The Marathon Conspiracy
Page 2
The Panathenaic Way continued along the northern edge of the agora, then down the eastern side. I came to the temple of Hephaestion, which is surrounded by statues of heroes and gods, and then finally to the marketplace, the perfect opportunity to stop for a cup of wine, to sit in the shade of one of the stoas where men liked to congregate, and to watch the crowds as they haggled. I bought the cheapest vintage I could find and walked away with it in a clay cup. I sipped the wine and stood back to watch the chaos that is the agora of Athens.
Any man who wished to sell his wares that day had paid a permit fee to the state official who oversaw such things, then set up his stall. Each stall was a rickety affair, with a crate at each end and a plank across for a bench. The stalls had to be put up with a minimum of fuss at first light, and come down when it was too dark to trade any longer.

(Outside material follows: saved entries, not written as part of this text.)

use std::cell::RefCell;
use std::rc::Rc;
use std::sync::atomic::{AtomicBool, AtomicU8, Ordering};
use std::sync::{Arc, Mutex};

use leptos::ev;
use leptos::prelude::*;
use log::{debug, warn};
use wasm_bindgen::prelude::*;
use web_sys::{CanvasRenderingContext2d, HtmlCanvasElement, MouseEvent, WheelEvent};

use super::render;
use super::state::{DRAG_THRESHOLD, ForceGraphState};
use crate::model::{ChangeEvent, Position};
use crate::session::{ConnectState, EditorSession, LivePositions};

const REBUILD_NONE: u8 = 0;
/// Refresh elements but keep simulated positions of surviving nodes.
const REBUILD_KEEP: u8 = 1;
/// Restart every node from its model position.
const REBUILD_RESET: u8 = 2;

/// Frames between two publications of the simulated positions.
const PUBLISH_EVERY: u32 = 10;

fn rebuild_kind(event: &ChangeEvent) -> u8 {
	match event {
		ChangeEvent::Moved(_) | ChangeEvent::Reset => REBUILD_RESET,
		_ => REBUILD_KEEP,
	}
}

fn canvas_size(canvas: &HtmlCanvasElement) -> (f64, f64) {
	canvas
		.parent_element()
		.map(|p| (p.client_width() as f64, p.client_height() as f64))
		.filter(|(w, h)| *w > 0.0 && *h > 0.0)
		.unwrap_or((800.0, 600.0))
}

fn pointer(canvas_ref: NodeRef<leptos::html::Canvas>, ev: &MouseEvent) -> Option<(f64, f64)> {
	let canvas: HtmlCanvasElement = canvas_ref.get_untracked()?.into();
	let rect = canvas.get_bounding_client_rect();
	Some((
		ev.client_x() as f64 - rect.left(),
		ev.client_y() as f64 - rect.top(),
	))
}

fn publish(live: &LivePositions, state: &ForceGraphState) {
	if let Ok(mut positions) = live.lock() {
		*positions = state.model_positions();
	}
}

/// Canvas view of the session's map: runs the force simulation, draws the
/// elements and turns pointer input into session actions.
#[component]
pub fn ConceptCanvas() -> impl IntoView {
	let session = EditorSession::expect();
	let sim = session.config().simulation;
	let canvas_ref = NodeRef::<leptos::html::Canvas>::new();
	let state: Rc<RefCell<Option<ForceGraphState>>> = Rc::new(RefCell::new(None));
	let animate: Rc<RefCell<Option<Closure<dyn FnMut()>>>> = Rc::new(RefCell::new(None));

	let rebuild = Arc::new(AtomicU8::new(REBUILD_NONE));
	// set while the canvas itself writes positions back
	let suppress = Arc::new(AtomicBool::new(false));
	let stopped = Arc::new(AtomicBool::new(false));
	let live: LivePositions = Arc::new(Mutex::new(Vec::new()));
	let resize_handle: Arc<Mutex<Option<WindowListenerHandle>>> = Arc::new(Mutex::new(None));
	session.attach_live_positions(Some(live.clone()));

	let subscription = {
		let (rebuild, suppress) = (rebuild.clone(), suppress.clone());
		session.subscribe(move |event| {
			if !suppress.load(Ordering::Relaxed) {
				rebuild.fetch_max(rebuild_kind(event), Ordering::Relaxed);
			}
		})
	};

	{
		let (stopped, resize_handle) = (stopped.clone(), resize_handle.clone());
		on_cleanup(move || {
			stopped.store(true, Ordering::Relaxed);
			drop(subscription);
			if let Some(handle) = resize_handle.lock().ok().and_then(|mut h| h.take()) {
				handle.remove();
			}
			session.attach_live_positions(None);
			debug!("canvas detached");
		});
	}

	let (state_init, animate_init) = (state.clone(), animate.clone());
	Effect::new(move |_| {
		let Some(canvas) = canvas_ref.get() else {
			return;
		};
		let canvas: HtmlCanvasElement = canvas.into();
		let Some(window) = web_sys::window() else {
			return;
		};

		let (w, h) = canvas_size(&canvas);
		canvas.set_width(w as u32);
		canvas.set_height(h as u32);

		let ctx: CanvasRenderingContext2d = match canvas
			.get_context("2d")
			.ok()
			.flatten()
			.and_then(|c| c.dyn_into().ok())
		{
			Some(ctx) => ctx,
			None => {
				warn!("canvas has no 2d context");
				return;
			}
		};
		let initial = session.with_graph(|g| ForceGraphState::new(g, &sim, w, h));
		*state_init.borrow_mut() = initial;

		let (state_resize, canvas_resize) = (state_init.clone(), canvas.clone());
		let handle = window_event_listener(ev::resize, move |_| {
			let (nw, nh) = canvas_size(&canvas_resize);
			canvas_resize.set_width(nw as u32);
			canvas_resize.set_height(nh as u32);
			if let Some(ref mut s) = *state_resize.borrow_mut() {
				s.resize(nw, nh);
			}
		});
		if let Ok(mut slot) = resize_handle.lock() {
			*slot = Some(handle);
		}

		let (state_anim, animate_inner) = (state_init.clone(), animate_init.clone());
		let (rebuild, stopped, live) = (rebuild.clone(), stopped.clone(), live.clone());
		let mut frame = 0u32;
		*animate_init.borrow_mut() = Some(Closure::new(move || {
			if stopped.load(Ordering::Relaxed) {
				return;
			}
			if let Some(ref mut s) = *state_anim.borrow_mut() {
				let kind = rebuild.swap(REBUILD_NONE, Ordering::Relaxed);
				if kind != REBUILD_NONE {
					session.with_graph(|g| s.sync(g, &sim, kind == REBUILD_KEEP));
					publish(&live, s);
				}

				s.animation_running = session.layout.get_untracked().is_animated();
				s.routing = session.routing.get_untracked();
				s.selected = session.selection.get_untracked();
				s.connect_source = match session.connect.get_untracked() {
					ConnectState::PickTarget(id) => Some(id),
					_ => None,
				};

				s.tick(0.016);
				render::render(s, &ctx);

				let editing = session.editing.with_untracked(|e| e.as_ref().map(|t| t.id.clone()));
				if let Some((x, y)) = editing.and_then(|id| s.screen_anchor(&id)) {
					session.follow_edit(x, y);
				}
				let hovered = s
					.hover_target()
					.and_then(|id| s.screen_anchor(&id).map(|(x, y)| (id, x, y)));
				session.hover_at(hovered);

				frame = frame.wrapping_add(1);
				if s.animation_running && frame % PUBLISH_EVERY == 0 {
					publish(&live, s);
				}
			}
			if let Some(ref cb) = *animate_inner.borrow() {
				if let Some(win) = web_sys::window() {
					let _ = win.request_animation_frame(cb.as_ref().unchecked_ref());
				}
			}
		}));
		if let Some(ref cb) = *animate_init.borrow() {
			let _ = window.request_animation_frame(cb.as_ref().unchecked_ref());
		}
	});

	let state_md = state.clone();
	let on_mousedown = move |ev: MouseEvent| {
		let Some((x, y)) = pointer(canvas_ref, &ev) else {
			return;
		};

		if let Some(ref mut s) = *state_md.borrow_mut() {
			if let Some(idx) = s.node_at_position(x, y) {
				s.drag.active = true;
				s.drag.moved = false;
				s.drag.node_idx = Some(idx);
				s.drag.start_x = x;
				s.drag.start_y = y;
				s.graph.visit_nodes(|node| {
					if node.index() == idx {
						s.drag.node_start_x = node.x();
						s.drag.node_start_y = node.y();
					}
				});
			} else {
				s.pan.active = true;
				s.pan.moved = false;
				s.pan.start_x = x;
				s.pan.start_y = y;
				s.pan.transform_start_x = s.transform.x;
				s.pan.transform_start_y = s.transform.y;
			}
		}
	};

	let state_mm = state.clone();
	let on_mousemove = move |ev: MouseEvent| {
		let Some((x, y)) = pointer(canvas_ref, &ev) else {
			return;
		};

		if let Some(ref mut s) = *state_mm.borrow_mut() {
			// Update hover state when not dragging
			if !s.drag.active {
				let hovered = s.node_at_position(x, y);
				s.set_hover(hovered);
				s.hovered_edge = match hovered {
					None if !s.pan.active => s.edge_at_position(x, y),
					_ => None,
				};
			}

			if s.drag.active {
				let (sx, sy) = (x - s.drag.start_x, y - s.drag.start_y);
				if !s.drag.moved && sx.hypot(sy) < DRAG_THRESHOLD {
					return;
				}
				s.drag.moved = true;
				if let Some(idx) = s.drag.node_idx {
					let (dx, dy) = (sx / s.transform.k, sy / s.transform.k);
					let (nx, ny) = (
						s.drag.node_start_x + dx as f32,
						s.drag.node_start_y + dy as f32,
					);
					s.graph.visit_nodes_mut(|node| {
						if node.index() == idx {
							node.data.x = nx;
							node.data.y = ny;
							node.data.is_anchor = true;
						}
					});
				}
			} else if s.pan.active {
				let (dx, dy) = (x - s.pan.start_x, y - s.pan.start_y);
				if dx.hypot(dy) >= DRAG_THRESHOLD {
					s.pan.moved = true;
				}
				s.transform.x = s.pan.transform_start_x + dx;
				s.transform.y = s.pan.transform_start_y + dy;
			}
		}
	};

	let (state_mu, suppress_mu) = (state.clone(), suppress.clone());
	let on_mouseup = move |ev: MouseEvent| {
		let point = pointer(canvas_ref, &ev);
		// session calls go out after the borrow ends
		let mut clicked_node = None;
		let mut clicked_edge = None;
		let mut clicked_empty = false;
		let mut dropped = None;

		if let Some(ref mut s) = *state_mu.borrow_mut() {
			if s.drag.active {
				if let Some(idx) = s.drag.node_idx {
					if s.drag.moved {
						s.graph.visit_nodes_mut(|node| {
							if node.index() == idx {
								node.data.is_anchor = true;
							}
						});
						dropped = Some(s.model_positions());
					} else {
						clicked_node = s.node_id(idx);
					}
				}
			} else if s.pan.active && !s.pan.moved {
				match point.and_then(|(x, y)| s.edge_at_position(x, y)) {
					Some(id) => clicked_edge = Some(id),
					None => clicked_empty = true,
				}
			}
			s.drag.active = false;
			s.drag.moved = false;
			s.drag.node_idx = None;
			s.pan.active = false;
			s.pan.moved = false;
		}

		if let Some(positions) = dropped {
			suppress_mu.store(true, Ordering::Relaxed);
			session.mutate(|g| g.set_positions(positions));
			suppress_mu.store(false, Ordering::Relaxed);
		}
		if let Some(id) = clicked_node {
			session.node_clicked(id);
		} else if let Some(id) = clicked_edge {
			if session.connect.get_untracked() == ConnectState::Idle {
				session.select(Some(id));
			}
		} else if clicked_empty {
			session.select(None);
		}
	};

	let state_dc = state.clone();
	let on_dblclick = move |ev: MouseEvent| {
		let Some((x, y)) = pointer(canvas_ref, &ev) else {
			return;
		};
		// the edit box opens over the node or the edge label, not the pointer
		let target = state_dc.borrow().as_ref().map(|s| {
			let id = s
				.node_at_position(x, y)
				.and_then(|idx| s.node_id(idx))
				.or_else(|| s.edge_at_position(x, y));
			let anchored = id.and_then(|id| s.screen_anchor(&id).map(|point| (id, point)));
			(anchored, s.screen_to_graph(x, y))
		});
		match target {
			Some((Some((id, (sx, sy))), _)) => session.begin_edit(&id, sx, sy),
			Some((None, (gx, gy))) => {
				session.add_node(Position::new(gx, gy));
			}
			None => {}
		}
	};

	let state_ml = state.clone();
	let on_mouseleave = move |_: MouseEvent| {
		if let Some(ref mut s) = *state_ml.borrow_mut() {
			s.drag.active = false;
			s.drag.node_idx = None;
			s.pan.active = false;
			s.set_hover(None);
			s.hovered_edge = None;
		}
	};

	let state_wh = state.clone();
	let on_wheel = move |ev: WheelEvent| {
		ev.prevent_default();
		let Some((x, y)) = pointer(canvas_ref, &ev) else {
			return;
		};

		if let Some(ref mut s) = *state_wh.borrow_mut() {
			let factor = if ev.delta_y() > 0.0 { 0.9 } else { 1.1 };
			let new_k = (s.transform.k * factor).clamp(0.1, 10.0);
			let ratio = new_k / s.transform.k;
			s.transform.x = x - (x - s.transform.x) * ratio;
			s.transform.y = y - (y - s.transform.y) * ratio;
			s.transform.k = new_k;
		}
	};

	let cursor = move || match session.connect.get() {
		ConnectState::Idle => "display: block; cursor: grab;",
		_ => "display: block; cursor: crosshair;",
	};

	view! {
		<canvas
			node_ref=canvas_ref
			class="concept-canvas"
			on:mousedown=on_mousedown
			on:mousemove=on_mousemove
			on:mouseup=on_mouseup
			on:dblclick=on_dblclick
			on:mouseleave=on_mouseleave
			on:wheel=on_wheel
			style=cursor
		/>
	}
}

Many of the stalls were manned—if that’s the word—by women: the wives of the men who had rented them. The fishwives sold the catch, and swore loudly as they did. Their fish-smelling husbands had already worked a full day and now had to tend their boats and mend their nets back at the port at Piraeus before they could sleep. Likewise the farmers’ wives had walked into town with their husbands, in the dim dawn light, to sell the farm’s vegetables. The men erected stalls for their women to work from, and then returned to tend the farms. So too for the pottery and the bronze ware: the women of the family traded while the potters potted. In Athens, every business was a family business. I reflected that this was true for me as well. My fiancée Diotima had been my work partner from the moment we met, and that wouldn’t change after we married.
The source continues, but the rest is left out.